Da das Jordantal etwa 20% der Westbank ist
und zusammen mit dem Gaza-Streifen nur über 22% des früheren
Palästina ausmacht, ist das ein Nichtstarter. Und das ist
für unsere Regierung die Hauptsache.
DER JORDAN, einer der bekanntesten Flüsse der
Weltgeschichte, ist tatsächlich jetzt nur noch ein kleiner
Bach über 250km lang und wenige Meter breit. Seine Quellen
liegen im syrischen Hochland (Golanhöhen), und er endet
ruhmlos im Toten Meer, das tatsächlich ein Inlandsee ist. Er
endet nicht so sehr als Fluss..
Wie erhielt er seine gegenwärtige
strategische Bedeutung?
Der folgende Bericht ist vereinfacht, aber
nicht weit entfernt von dem, was tatsächlich geschah.

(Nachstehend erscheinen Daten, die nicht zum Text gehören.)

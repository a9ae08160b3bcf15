//! Project Context and Pipeline Status
//!
//! The shared record threaded through the editorial pipeline, plus the
//! closed status enum governing stage progression. The context is pure
//! data: construction and field access only, no orchestration logic.
//!
//! Ownership rule: exactly one pipeline run owns a context at a time.
//! Agents consume a context by value and return a new one, so a failed
//! stage attempt can never leak partial writes into the next attempt.

use crate::forecast::ForecastResult;
use crate::source::Article;
use chrono::{DateTime, Utc};
use serde::{Deserialize, Serialize};
use std::collections::BTreeMap;

// ============================================================================
// Pipeline Status
// ============================================================================

/// Pipeline processing status for one article's project.
///
/// Forward states advance strictly in declared order; `Failed` and
/// `PendingReview` are side states reachable from any non-terminal state.
/// A context never regresses except via the explicit external resume path
/// (`Orchestrator::resume`), which re-enters at `CriticDone`.
#[derive(Debug, Clone, Copy, PartialEq, Eq, Hash, Serialize, Deserialize)]
#[serde(rename_all = "snake_case")]
pub enum PipelineStatus {
    /// Source article ingested, nothing derived yet
    Ingested,
    /// Topic classified and entities extracted
    TopicDone,
    /// Forecast spec designed and dataset attached
    DataDone,
    /// Numeric forecast computed and validated
    ForecastDone,
    /// Narrative and draft sections rendered
    DraftDone,
    /// Editorial critique complete
    CriticDone,
    /// Methodology and charts assembled
    GovernanceDone,
    /// Publishable project materialized (terminal)
    Published,
    /// Run aborted after retry exhaustion or cancellation (terminal)
    Failed,
    /// Halted at the review gate pending external input (terminal for the run)
    PendingReview,
}

impl PipelineStatus {
    /// Position of a forward state in the declared stage order.
    ///
    /// Side states (`Failed`, `PendingReview`) have no rank — "at or past"
    /// comparisons only apply while the pipeline is moving forward.
    pub fn rank(self) -> Option<u8> {
        match self {
            Self::Ingested => Some(0),
            Self::TopicDone => Some(1),
            Self::DataDone => Some(2),
            Self::ForecastDone => Some(3),
            Self::DraftDone => Some(4),
            Self::CriticDone => Some(5),
            Self::GovernanceDone => Some(6),
            Self::Published => Some(7),
            Self::Failed | Self::PendingReview => None,
        }
    }

    /// Whether this state ends a pipeline run.
    pub fn is_terminal(self) -> bool {
        matches!(self, Self::Published | Self::Failed | Self::PendingReview)
    }

    /// Whether a context in this state is at or past the given forward state.
    pub fn at_or_past(self, other: Self) -> bool {
        match (self.rank(), other.rank()) {
            (Some(a), Some(b)) => a >= b,
            _ => false,
        }
    }
}

impl std::fmt::Display for PipelineStatus {
    fn fmt(&self, f: &mut std::fmt::Formatter<'_>) -> std::fmt::Result {
        let name = match self {
            Self::Ingested => "ingested",
            Self::TopicDone => "topic_done",
            Self::DataDone => "data_done",
            Self::ForecastDone => "forecast_done",
            Self::DraftDone => "draft_done",
            Self::CriticDone => "critic_done",
            Self::GovernanceDone => "governance_done",
            Self::Published => "published",
            Self::Failed => "failed",
            Self::PendingReview => "pending_review",
        };
        write!(f, "{name}")
    }
}

// ============================================================================
// Supporting records
// ============================================================================

/// Detected entity from the source article (party, organisation, place, person).
#[derive(Debug, Clone, PartialEq, Serialize, Deserialize)]
pub struct Entity {
    #[serde(rename = "type")]
    pub entity_type: String,
    pub name: String,
    #[serde(default)]
    pub metadata: BTreeMap<String, serde_json::Value>,
}

impl Entity {
    pub fn new(entity_type: impl Into<String>, name: impl Into<String>) -> Self {
        Self {
            entity_type: entity_type.into(),
            name: name.into(),
            metadata: BTreeMap::new(),
        }
    }
}

/// What to forecast and how: output of the data-design stage.
#[derive(Debug, Clone, PartialEq, Serialize, Deserialize)]
pub struct ForecastSpec {
    /// e.g. "UK national seat share for Party A"
    pub target: String,
    /// e.g. "next election date"
    pub horizon: String,
    /// national | regional
    pub granularity: String,
    #[serde(default)]
    pub constraints: BTreeMap<String, serde_json::Value>,
    pub topic: String,
}

impl ForecastSpec {
    /// Default constraints payload carried by every spec unless overridden.
    pub fn default_constraints() -> BTreeMap<String, serde_json::Value> {
        let mut constraints = BTreeMap::new();
        constraints.insert("probabilistic".to_string(), serde_json::json!(true));
        constraints.insert("uncertainty_bands".to_string(), serde_json::json!(true));
        constraints.insert("refresh_cadence".to_string(), serde_json::json!("daily"));
        constraints
    }
}

/// Severity of an editorial issue raised by the critic stage.
///
/// Ordering matters: the review gate compares against a configured
/// threshold, so `Low < Medium < High` must hold.
#[derive(
    Debug, Clone, Copy, PartialEq, Eq, PartialOrd, Ord, Hash, Serialize, Deserialize,
)]
#[serde(rename_all = "lowercase")]
pub enum IssueSeverity {
    Low,
    Medium,
    High,
}

impl std::fmt::Display for IssueSeverity {
    fn fmt(&self, f: &mut std::fmt::Formatter<'_>) -> std::fmt::Result {
        match self {
            Self::Low => write!(f, "low"),
            Self::Medium => write!(f, "medium"),
            Self::High => write!(f, "high"),
        }
    }
}

/// One issue raised by the critic stage.
#[derive(Debug, Clone, PartialEq, Serialize, Deserialize)]
pub struct CriticIssue {
    pub severity: IssueSeverity,
    pub message: String,
    /// Section name or field the issue refers to
    pub location: String,
}

/// One poll-like observation in an attached dataset.
#[derive(Debug, Clone, PartialEq, Serialize, Deserialize)]
pub struct PollObservation {
    pub party: String,
    /// Vote share in percent
    pub share: f64,
    pub sample_size: u32,
    pub observed_at: DateTime<Utc>,
}

/// Structured dataset payload attached by the data stage.
#[derive(Debug, Clone, PartialEq, Serialize, Deserialize)]
pub struct Dataset {
    pub name: String,
    pub observations: Vec<PollObservation>,
    #[serde(default)]
    pub metadata: BTreeMap<String, serde_json::Value>,
}

impl Dataset {
    /// Total respondents across all observations.
    pub fn total_sample_size(&self) -> u64 {
        self.observations.iter().map(|o| u64::from(o.sample_size)).sum()
    }

    /// Distinct party labels in observation order.
    pub fn parties(&self) -> Vec<String> {
        let mut seen = Vec::new();
        for obs in &self.observations {
            if !seen.contains(&obs.party) {
                seen.push(obs.party.clone());
            }
        }
        seen
    }
}

/// Chart specification produced by the governance stage.
#[derive(Debug, Clone, PartialEq, Serialize, Deserialize)]
pub struct ChartSpec {
    pub title: String,
    /// bar | interval | probability
    pub chart_type: String,
    pub data: serde_json::Value,
}

// ============================================================================
// Project Context
// ============================================================================

/// Shared context passed between pipeline agents.
///
/// Serializes losslessly for the terminal-sink handoff; every populated
/// field round-trips. Metadata key [`ProjectContext::LAST_ERROR_KEY`] holds
/// the triggering error on failed runs.
#[derive(Debug, Clone, PartialEq, Serialize, Deserialize)]
pub struct ProjectContext {
    pub article_id: String,
    /// Absent until the publish stage materializes a project
    pub project_id: Option<String>,
    pub topic: String,
    pub entities: Vec<Entity>,
    pub data_template: String,
    pub dataset: Option<Dataset>,
    pub dataset_id: Option<String>,
    pub forecast_spec: Option<ForecastSpec>,
    pub forecast_result: Option<ForecastResult>,
    /// Warning tags appended by the forecast stage; append-only within a run
    pub calibration_flags: Vec<String>,
    pub forecast_narrative: String,
    pub draft_sections: BTreeMap<String, String>,
    pub critic_issues: Vec<CriticIssue>,
    pub methodology: String,
    pub status: PipelineStatus,
    pub origin_article: Option<Article>,
    pub analysis_findings: BTreeMap<String, serde_json::Value>,
    pub scenarios: Vec<serde_json::Value>,
    pub charts: Vec<ChartSpec>,
    pub metadata: BTreeMap<String, serde_json::Value>,
}

impl ProjectContext {
    /// Metadata key recording the last error on a failed run.
    pub const LAST_ERROR_KEY: &'static str = "last_error";

    /// Create a fresh context at `Ingested` for one source article.
    pub fn from_article(article: Article) -> Self {
        Self {
            article_id: article.id.clone(),
            project_id: None,
            topic: String::new(),
            entities: Vec::new(),
            data_template: String::new(),
            dataset: None,
            dataset_id: None,
            forecast_spec: None,
            forecast_result: None,
            calibration_flags: Vec::new(),
            forecast_narrative: String::new(),
            draft_sections: BTreeMap::new(),
            critic_issues: Vec::new(),
            methodology: String::new(),
            status: PipelineStatus::Ingested,
            origin_article: Some(article),
            analysis_findings: BTreeMap::new(),
            scenarios: Vec::new(),
            charts: Vec::new(),
            metadata: BTreeMap::new(),
        }
    }

    /// Key under which the terminal sink stores this context.
    ///
    /// The project id once materialized, otherwise the article id — so a
    /// run that fails before publish still lands under a stable key.
    pub fn sink_key(&self) -> &str {
        self.project_id.as_deref().unwrap_or(&self.article_id)
    }

    /// Mark the context failed, recording the triggering error.
    pub fn mark_failed(&mut self, reason: &str) {
        self.metadata.insert(
            Self::LAST_ERROR_KEY.to_string(),
            serde_json::json!(reason),
        );
        self.status = PipelineStatus::Failed;
    }

    /// Highest-severity critic issues at or above a threshold.
    pub fn blocking_issues(&self, threshold: IssueSeverity) -> Vec<&CriticIssue> {
        self.critic_issues
            .iter()
            .filter(|i| i.severity >= threshold)
            .collect()
    }
}

// ============================================================================
// Tests
// ============================================================================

Unmittelbar nach dem Junikrieg 1967, als
alles palästinensische Land in Israels Hände fiel,
schwärmten Gruppen landwirtschaftlicher Experten durch die
Westbank , um zu sehen, was landwirtschaftlich ausgenützt
werden könnte.
Der größte Teil der Westbank besteht aus
felsigen Hügeln, sehr malerisch, aber schwerlich geeignet
für moderne landwirtschaftliche Methoden Jeder Zoll
bebaubaren Landes wurde von den palästinensischen Dörfern
bebaut, indem sie Terrassen anlegten und andere alte
Methoden anwendeten. Das war nicht gut für neue Kibbuzim –
außer dem Jordantal.
Dieses Tal, ein Teil des riesigen
syrisch-afrikanischen Grabens, ist flach. Es erhebt sich
zwischen dem Fluss und dem zentralen palästinensischen
Bergrücken, der auch reichlich Wasser in sich hat. Für das
trainierte Auge eines Kibbuznik war es ideal für
landwirtschaftliche Maschinen. Es war auch dünn besiedelt.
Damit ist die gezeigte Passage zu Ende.